I'm at the bar and I just saw some unnecessary and accidental cooter...sometimes I think girls need a license to go out pantyless in public.
I got so high that I decided to drive with my knees on the way home. Where am I going in life?
Nowhere
I wouldn't necessarily say I'm in her pants...I'd say I'm more on the on ramp to the freeway to the long way to her pants. There really isn't a short cut.
You've slept with me you know how lazy I am in bed.
don't judge, it's breakfast wine Wednesday.
then she kicked a hole in her own door and the next thing you know, brian's walking up to her room with power tools. in no condition to use them
For when you/if you wake up tomorrow.. You broke 4 of the bar's glasses tonight and I am currently watching you as you ride the broom around the bar instead of cleaning up your mess. I am no longer able to come up with excuses for you.

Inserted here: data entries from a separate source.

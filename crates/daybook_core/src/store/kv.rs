//! Synchronous key-value port and its backends.
//!
//! # Responsibility
//! - Define the string-keyed get/set contract the store persists through.
//! - Ship a SQLite-backed durable port and an in-memory port for tests.
//!
//! # Invariants
//! - Both operations are synchronous and non-throwing: backend failures
//!   are logged and reported as a missing value or a `false` write.

use crate::db::{migrations, DbError, DbResult};
use log::error;
use rusqlite::{params, Connection, OptionalExtension};
use std::collections::HashMap;

/// Storage contract the store writes documents through.
///
/// Modeled on browser local storage: get returns the stored string or
/// nothing; set reports whether the value was durably written. Callers
/// treat a `false` write as degraded persistence, not as a failure of
/// the operation that triggered it.
pub trait KeyValuePort {
    fn get(&self, key: &str) -> Option<String>;

    /// Stores `value` under `key`, replacing any previous value.
    /// Returns `false` when the backend rejected the write.
    fn set(&mut self, key: &str, value: &str) -> bool;
}

/// Volatile port for tests and throwaway sessions.
#[derive(Debug, Default)]
pub struct MemoryKv {
    values: HashMap<String, String>,
}

impl MemoryKv {
    pub fn new() -> Self {
        Self::default()
    }
}

impl KeyValuePort for MemoryKv {
    fn get(&self, key: &str) -> Option<String> {
        self.values.get(key).cloned()
    }

    fn set(&mut self, key: &str, value: &str) -> bool {
        self.values.insert(key.to_string(), value.to_string());
        true
    }
}

/// Durable port over the `documents` table.
#[derive(Debug)]
pub struct SqliteKv {
    conn: Connection,
}

impl SqliteKv {
    /// Wraps a migrated connection; rejects one whose schema version does
    /// not match this binary.
    pub fn try_new(conn: Connection) -> DbResult<Self> {
        let db_version = migrations::schema_version(&conn)?;
        let required = migrations::latest_version();
        if db_version < required {
            return Err(DbError::SchemaNotMigrated {
                db_version,
                required,
            });
        }
        if db_version > required {
            return Err(DbError::UnsupportedSchemaVersion {
                db_version,
                latest_supported: required,
            });
        }
        Ok(Self { conn })
    }
}

impl KeyValuePort for SqliteKv {
    fn get(&self, key: &str) -> Option<String> {
        let result = self
            .conn
            .query_row(
                "SELECT value FROM documents WHERE key = ?1;",
                params![key],
                |row| row.get::<_, String>(0),
            )
            .optional();

        match result {
            Ok(value) => value,
            Err(err) => {
                error!("event=kv_read module=store status=error key={key} error={err}");
                None
            }
        }
    }

    fn set(&mut self, key: &str, value: &str) -> bool {
        let result = self.conn.execute(
            "INSERT INTO documents (key, value) VALUES (?1, ?2)
             ON CONFLICT(key) DO UPDATE SET
                value = excluded.value,
                written_at = (strftime('%s', 'now') * 1000);",
            params![key, value],
        );

        match result {
            Ok(_) => true,
            Err(err) => {
                error!("event=kv_write module=store status=error key={key} error={err}");
                false
            }
        }
    }
}
//! Month-grid calendar computation.
//!
//! # Responsibility
//! - Produce the fixed 42-cell month view consumed by renderers.
//! - Navigate months with year rollover handled in one place.
//!
//! # Invariants
//! - Grid generation is pure: same inputs, same cells, same order.
//! - The 1st of the requested month always appears in its grid.

pub mod grid;

pub use grid::{local_today, month_grid, CalendarCell, MonthCursor, GRID_CELL_COUNT};
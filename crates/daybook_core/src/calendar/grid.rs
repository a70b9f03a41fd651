//! Fixed 42-cell month grid generator.
//!
//! # Responsibility
//! - Compute the Sunday-started 6x7 date grid for one month.
//! - Classify each cell for rendering without touching the clock.
//!
//! # Invariants
//! - Exactly [`GRID_CELL_COUNT`] cells, consecutive calendar days.
//! - The grid starts on the Sunday on or before the 1st of the month.

use chrono::{Datelike, Days, Local, Months, NaiveDate, Weekday};

/// 6 rows of 7 days. The worst case (31-day month starting on Saturday)
/// needs 37 cells; the remaining rows keep the view height constant.
pub const GRID_CELL_COUNT: usize = 42;

/// A year/month position, month in `1..=12`.
///
/// Stored as the first day of the month so navigation arithmetic stays
/// total: `prev`/`next` roll the year over without a partial range check.
#[derive(Debug, Clone, Copy, PartialEq, Eq, PartialOrd, Ord, Hash)]
pub struct MonthCursor {
    first_day: NaiveDate,
}

impl MonthCursor {
    /// Builds a cursor for `year`/`month`; `None` when `month` is outside
    /// `1..=12` or the year is outside chrono's range.
    pub fn new(year: i32, month: u32) -> Option<Self> {
        NaiveDate::from_ymd_opt(year, month, 1).map(|first_day| Self { first_day })
    }

    /// Cursor for the month containing `date`.
    pub fn containing(date: NaiveDate) -> Self {
        Self {
            first_day: date - Days::new(u64::from(date.day0())),
        }
    }

    pub fn year(self) -> i32 {
        self.first_day.year()
    }

    /// Month number in `1..=12`.
    pub fn month(self) -> u32 {
        self.first_day.month()
    }

    pub fn first_day(self) -> NaiveDate {
        self.first_day
    }

    /// Previous month; January rolls back to December of the prior year.
    pub fn prev(self) -> Self {
        Self {
            first_day: self.first_day - Months::new(1),
        }
    }

    /// Next month; December rolls over to January of the next year.
    pub fn next(self) -> Self {
        Self {
            first_day: self.first_day + Months::new(1),
        }
    }

    /// Whether `date` falls inside this cursor's month.
    pub fn contains(self, date: NaiveDate) -> bool {
        date.year() == self.year() && date.month() == self.month()
    }
}

/// One cell of the month grid.
#[derive(Debug, Clone, Copy, PartialEq, Eq)]
pub struct CalendarCell {
    pub date: NaiveDate,
    /// Whether the cell belongs to the requested month, as opposed to the
    /// trailing/leading filler days of its neighbors.
    pub in_current_month: bool,
    pub is_today: bool,
    pub is_selected: bool,
}

impl CalendarCell {
    pub fn is_sunday(&self) -> bool {
        self.date.weekday() == Weekday::Sun
    }

    pub fn is_saturday(&self) -> bool {
        self.date.weekday() == Weekday::Sat
    }
}

/// Generates the 42-cell grid for `cursor`.
///
/// `today` and `selected` are caller-supplied so the function stays pure;
/// pass [`local_today`] for the usual case.
pub fn month_grid(
    cursor: MonthCursor,
    today: NaiveDate,
    selected: Option<NaiveDate>,
) -> Vec<CalendarCell> {
    let first = cursor.first_day();
    let lead_days = first.weekday().num_days_from_sunday();
    let grid_start = first - Days::new(u64::from(lead_days));

    grid_start
        .iter_days()
        .take(GRID_CELL_COUNT)
        .map(|date| CalendarCell {
            date,
            in_current_month: cursor.contains(date),
            is_today: date == today,
            is_selected: selected == Some(date),
        })
        .collect()
}

/// The process's current local calendar day.
pub fn local_today() -> NaiveDate {
    Local::now().date_naive()
}

#[cfg(test)]
mod tests {
    use super::MonthCursor;

    #[test]
    fn cursor_rejects_invalid_month() {
        assert!(MonthCursor::new(2025, 0).is_none());
        assert!(MonthCursor::new(2025, 13).is_none());
        assert!(MonthCursor::new(2025, 12).is_some());
    }

    #[test]
    fn cursor_rolls_over_year_boundaries() {
        let december = MonthCursor::new(2024, 12).expect("valid month");
        let january = december.next();
        assert_eq!((january.year(), january.month()), (2025, 1));
        let back = january.prev();
        assert_eq!((back.year(), back.month()), (2024, 12));
    }
}
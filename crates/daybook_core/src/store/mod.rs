//! Document store: key-value port, codec and CRUD surface.
//!
//! # Responsibility
//! - Define the synchronous key-value contract the store persists through.
//! - Own all diary/schedule records and their mutation paths.
//!
//! # Invariants
//! - Every mutation persists the full document before returning.
//! - Validation failures leave both memory and storage untouched.
//! - A failed storage write degrades the store but never aborts an
//!   operation.

use crate::model::entry::EntryId;
use crate::model::schedule::ScheduleId;
use crate::model::ValidationError;
use std::error::Error;
use std::fmt::{Display, Formatter};

pub mod document;
pub mod entry_store;
pub mod kv;

pub use document::{StoreDocument, STORAGE_KEY};
pub use entry_store::{ChangeKind, EntryStore, ImportSummary, MergeSummary};
pub use kv::{KeyValuePort, MemoryKv, SqliteKv};

pub type StoreResult<T> = Result<T, StoreError>;

/// Store operation error.
#[derive(Debug)]
pub enum StoreError {
    Validation(ValidationError),
    EntryNotFound(EntryId),
    ScheduleNotFound(ScheduleId),
    /// Import input was not a JSON document at all.
    MalformedDocument(String),
    /// The in-memory document could not be serialized.
    Encode(String),
}

impl Display for StoreError {
    fn fmt(&self, f: &mut Formatter<'_>) -> std::fmt::Result {
        match self {
            Self::Validation(err) => write!(f, "{err}"),
            Self::EntryNotFound(id) => write!(f, "diary entry not found: {id}"),
            Self::ScheduleNotFound(id) => write!(f, "schedule item not found: {id}"),
            Self::MalformedDocument(message) => write!(f, "malformed document: {message}"),
            Self::Encode(message) => write!(f, "document encode failed: {message}"),
        }
    }
}

impl Error for StoreError {
    fn source(&self) -> Option<&(dyn Error + 'static)> {
        match self {
            Self::Validation(err) => Some(err),
            _ => None,
        }
    }
}

impl From<ValidationError> for StoreError {
    fn from(value: ValidationError) -> Self {
        Self::Validation(value)
    }
}
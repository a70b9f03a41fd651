//! Schedule item domain model.
//!
//! # Responsibility
//! - Define the planned-event record and its partial-update shape.
//! - Enforce start/end ordering for timed items.
//!
//! # Invariants
//! - `id` is stable and never reused for another item.
//! - When both `start` and `end` are set, `end` is strictly later.
//! - Cancelled items keep their times but occupy no busy interval.

use crate::model::time::TimeOfDay;
use crate::model::ValidationError;
use chrono::NaiveDate;
use serde::{Deserialize, Serialize};
use uuid::Uuid;

/// Stable identifier for a schedule item.
pub type ScheduleId = Uuid;

/// Coarse lifecycle tag used for filtering.
#[derive(Debug, Clone, Copy, PartialEq, Eq, Serialize, Deserialize)]
#[serde(rename_all = "lowercase")]
pub enum ScheduleStatus {
    Tentative,
    Confirmed,
    Cancelled,
}

/// One planned event, time-boxed or day-level.
#[derive(Debug, Clone, PartialEq, Eq, Serialize, Deserialize)]
#[serde(rename_all = "camelCase")]
pub struct ScheduleItem {
    pub id: ScheduleId,
    pub date: NaiveDate,
    #[serde(default)]
    pub start: Option<TimeOfDay>,
    #[serde(default)]
    pub end: Option<TimeOfDay>,
    #[serde(default)]
    pub title: String,
    #[serde(default)]
    pub note: String,
    /// Attendee or counterpart, free text.
    #[serde(default)]
    pub party: String,
    /// Marks the item as achieved.
    #[serde(default)]
    pub done: bool,
    #[serde(default)]
    pub status: Option<ScheduleStatus>,
    /// Display tag only; the core never interprets it.
    #[serde(default)]
    pub color: Option<String>,
    /// Unix epoch milliseconds.
    pub created_at: i64,
    /// Unix epoch milliseconds. Never precedes `created_at`.
    pub updated_at: i64,
}

impl ScheduleItem {
    /// Creates a blank item for `date` with both timestamps at `now_ms`.
    pub fn blank(date: NaiveDate, now_ms: i64) -> Self {
        Self {
            id: Uuid::new_v4(),
            date,
            start: None,
            end: None,
            title: String::new(),
            note: String::new(),
            party: String::new(),
            done: false,
            status: None,
            color: None,
            created_at: now_ms,
            updated_at: now_ms,
        }
    }

    /// Checks record-level invariants.
    pub fn validate(&self) -> Result<(), ValidationError> {
        if let (Some(start), Some(end)) = (self.start, self.end) {
            if end <= start {
                return Err(ValidationError::EndNotAfterStart { start, end });
            }
        }
        if self.updated_at < self.created_at {
            return Err(ValidationError::UpdatedBeforeCreated {
                created_at: self.created_at,
                updated_at: self.updated_at,
            });
        }
        Ok(())
    }

    pub fn is_cancelled(&self) -> bool {
        matches!(self.status, Some(ScheduleStatus::Cancelled))
    }

    /// Returns the occupied time range, or `None` for timeless items.
    pub fn busy_interval(&self) -> Option<(TimeOfDay, TimeOfDay)> {
        match (self.start, self.end) {
            (Some(start), Some(end)) => Some((start, end)),
            _ => None,
        }
    }
}

/// Partial update for a schedule item.
///
/// Outer `None` preserves the target field; `Some(None)` clears an
/// optional field.
#[derive(Debug, Clone, Default, PartialEq, Eq)]
pub struct SchedulePatch {
    pub date: Option<NaiveDate>,
    pub start: Option<Option<TimeOfDay>>,
    pub end: Option<Option<TimeOfDay>>,
    pub title: Option<String>,
    pub note: Option<String>,
    pub party: Option<String>,
    pub done: Option<bool>,
    pub status: Option<Option<ScheduleStatus>>,
    pub color: Option<Option<String>>,
}

impl SchedulePatch {
    /// Merges supplied fields over `item`, leaving the rest untouched.
    pub fn apply(&self, item: &mut ScheduleItem) {
        if let Some(date) = self.date {
            item.date = date;
        }
        if let Some(start) = self.start {
            item.start = start;
        }
        if let Some(end) = self.end {
            item.end = end;
        }
        if let Some(title) = &self.title {
            item.title = title.clone();
        }
        if let Some(note) = &self.note {
            item.note = note.clone();
        }
        if let Some(party) = &self.party {
            item.party = party.clone();
        }
        if let Some(done) = self.done {
            item.done = done;
        }
        if let Some(status) = self.status {
            item.status = status;
        }
        if let Some(color) = &self.color {
            item.color = color.clone();
        }
    }
}
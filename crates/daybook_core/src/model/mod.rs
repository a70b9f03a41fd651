//! Domain model for diary entries and schedule items.
//!
//! # Responsibility
//! - Define canonical record shapes persisted by the store.
//! - Keep field-level validation next to the data it guards.
//!
//! # Invariants
//! - Every record is identified by a stable UUID.
//! - `updated_at` never precedes `created_at` on a persisted record.
//! - Calendar days carry no time-of-day or timezone component.

use std::error::Error;
use std::fmt::{Display, Formatter};

pub mod entry;
pub mod schedule;
pub mod time;
pub mod working_hours;

use self::time::TimeOfDay;

/// Field-level validation failure shared across model types.
#[derive(Debug, Clone, PartialEq, Eq)]
pub enum ValidationError {
    /// Time-of-day text did not parse as `HH:MM`.
    InvalidTime(String),
    /// A timed range ended at or before its start.
    EndNotAfterStart { start: TimeOfDay, end: TimeOfDay },
    /// Record timestamps are inverted.
    UpdatedBeforeCreated { created_at: i64, updated_at: i64 },
    /// Working-hours window has zero or negative span.
    EmptyWorkingWindow { start: TimeOfDay, end: TimeOfDay },
    /// Requested slot duration was zero minutes.
    ZeroSlotDuration,
}

impl Display for ValidationError {
    fn fmt(&self, f: &mut Formatter<'_>) -> std::fmt::Result {
        match self {
            Self::InvalidTime(text) => write!(f, "invalid time of day `{text}`; expected HH:MM"),
            Self::EndNotAfterStart { start, end } => {
                write!(f, "end time {end} must be after start time {start}")
            }
            Self::UpdatedBeforeCreated {
                created_at,
                updated_at,
            } => write!(
                f,
                "updated_at {updated_at} precedes created_at {created_at}"
            ),
            Self::EmptyWorkingWindow { start, end } => {
                write!(f, "working hours {start}-{end} span no time")
            }
            Self::ZeroSlotDuration => write!(f, "slot duration must be at least one minute"),
        }
    }
}

impl Error for ValidationError {}
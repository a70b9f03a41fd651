//! Minute-resolution time of day.
//!
//! # Responsibility
//! - Represent `HH:MM` wall-clock times as minutes since midnight.
//! - Parse and render the `HH:MM` wire form at the boundary.
//!
//! # Invariants
//! - The wrapped minute count is always below 1440.
//! - Ordering follows the clock: `09:00 < 18:30`.

use crate::model::ValidationError;
use chrono::{NaiveTime, Timelike};
use serde::de::Error as DeError;
use serde::{Deserialize, Deserializer, Serialize, Serializer};
use std::fmt::{Display, Formatter};
use std::str::FromStr;

const MINUTES_PER_DAY: u16 = 24 * 60;

/// Wall-clock time of day with minute resolution.
///
/// Arithmetic-facing callers read [`TimeOfDay::minutes`]; persistence and
/// display use the `HH:MM` string form.
#[derive(Debug, Clone, Copy, PartialEq, Eq, PartialOrd, Ord, Hash)]
pub struct TimeOfDay(pub(crate) u16);

impl TimeOfDay {
    /// Builds a time from minutes since midnight.
    pub fn from_minutes(minutes: u16) -> Result<Self, ValidationError> {
        if minutes >= MINUTES_PER_DAY {
            return Err(ValidationError::InvalidTime(format!("{minutes}min")));
        }
        Ok(Self(minutes))
    }

    /// Parses `HH:MM` text.
    pub fn parse(text: &str) -> Result<Self, ValidationError> {
        let parsed = NaiveTime::parse_from_str(text.trim(), "%H:%M")
            .map_err(|_| ValidationError::InvalidTime(text.to_string()))?;
        // hour < 24 and minute < 60, so the sum stays below 1440.
        Ok(Self((parsed.hour() * 60 + parsed.minute()) as u16))
    }

    /// Minutes since midnight.
    pub fn minutes(self) -> u16 {
        self.0
    }

    pub fn hour(self) -> u16 {
        self.0 / 60
    }

    pub fn minute(self) -> u16 {
        self.0 % 60
    }
}

impl Display for TimeOfDay {
    fn fmt(&self, f: &mut Formatter<'_>) -> std::fmt::Result {
        write!(f, "{:02}:{:02}", self.hour(), self.minute())
    }
}

impl FromStr for TimeOfDay {
    type Err = ValidationError;

    fn from_str(s: &str) -> Result<Self, Self::Err> {
        Self::parse(s)
    }
}

impl Serialize for TimeOfDay {
    fn serialize<S: Serializer>(&self, serializer: S) -> Result<S::Ok, S::Error> {
        serializer.collect_str(self)
    }
}

impl<'de> Deserialize<'de> for TimeOfDay {
    fn deserialize<D: Deserializer<'de>>(deserializer: D) -> Result<Self, D::Error> {
        let text = String::deserialize(deserializer)?;
        Self::parse(&text).map_err(DeError::custom)
    }
}

#[cfg(test)]
mod tests {
    use super::TimeOfDay;
    use crate::model::ValidationError;

    #[test]
    fn parses_and_renders_padded_form() {
        let time = TimeOfDay::parse("09:05").expect("padded time should parse");
        assert_eq!(time.minutes(), 9 * 60 + 5);
        assert_eq!(time.to_string(), "09:05");
    }

    #[test]
    fn parse_rejects_out_of_range_and_garbage() {
        assert!(matches!(
            TimeOfDay::parse("24:00"),
            Err(ValidationError::InvalidTime(_))
        ));
        assert!(matches!(
            TimeOfDay::parse("soon"),
            Err(ValidationError::InvalidTime(_))
        ));
    }

    #[test]
    fn ordering_follows_the_clock() {
        let morning = TimeOfDay::parse("08:30").expect("valid");
        let evening = TimeOfDay::parse("20:00").expect("valid");
        assert!(morning < evening);
    }

    #[test]
    fn serde_round_trips_as_string() {
        let time = TimeOfDay::parse("18:00").expect("valid");
        let json = serde_json::to_string(&time).expect("serializes");
        assert_eq!(json, "\"18:00\"");
        let back: TimeOfDay = serde_json::from_str(&json).expect("deserializes");
        assert_eq!(back, time);
    }
}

If it carries over into the weekend I would be glad to nurse your vagina back to health.
You know it's time to cut back when your unemployed drug dealer roommate tells you that you party too hard.
How was the birthday sex?
Shit got outta hand. Honestly I think even my STDs have STDs.
Love you too. There are very few people I let pee in my dishwasher.
My cat is staring at me while I drink my wine on the bathroom floor in the morning instead of attending class. Sorry mom and dad. Sorry cat.
He was cheering for me from the end of the bar as I sloppily ate a Ruben sandwich. It made me feel really special.
i'm drinking soco out of a mickey mouse cup right now. i love it when college and my childhood meet in the middle.
I found a used condom and a hairbrush in my dryer this morning.
Hiring someone to do your laundry would be a good investment.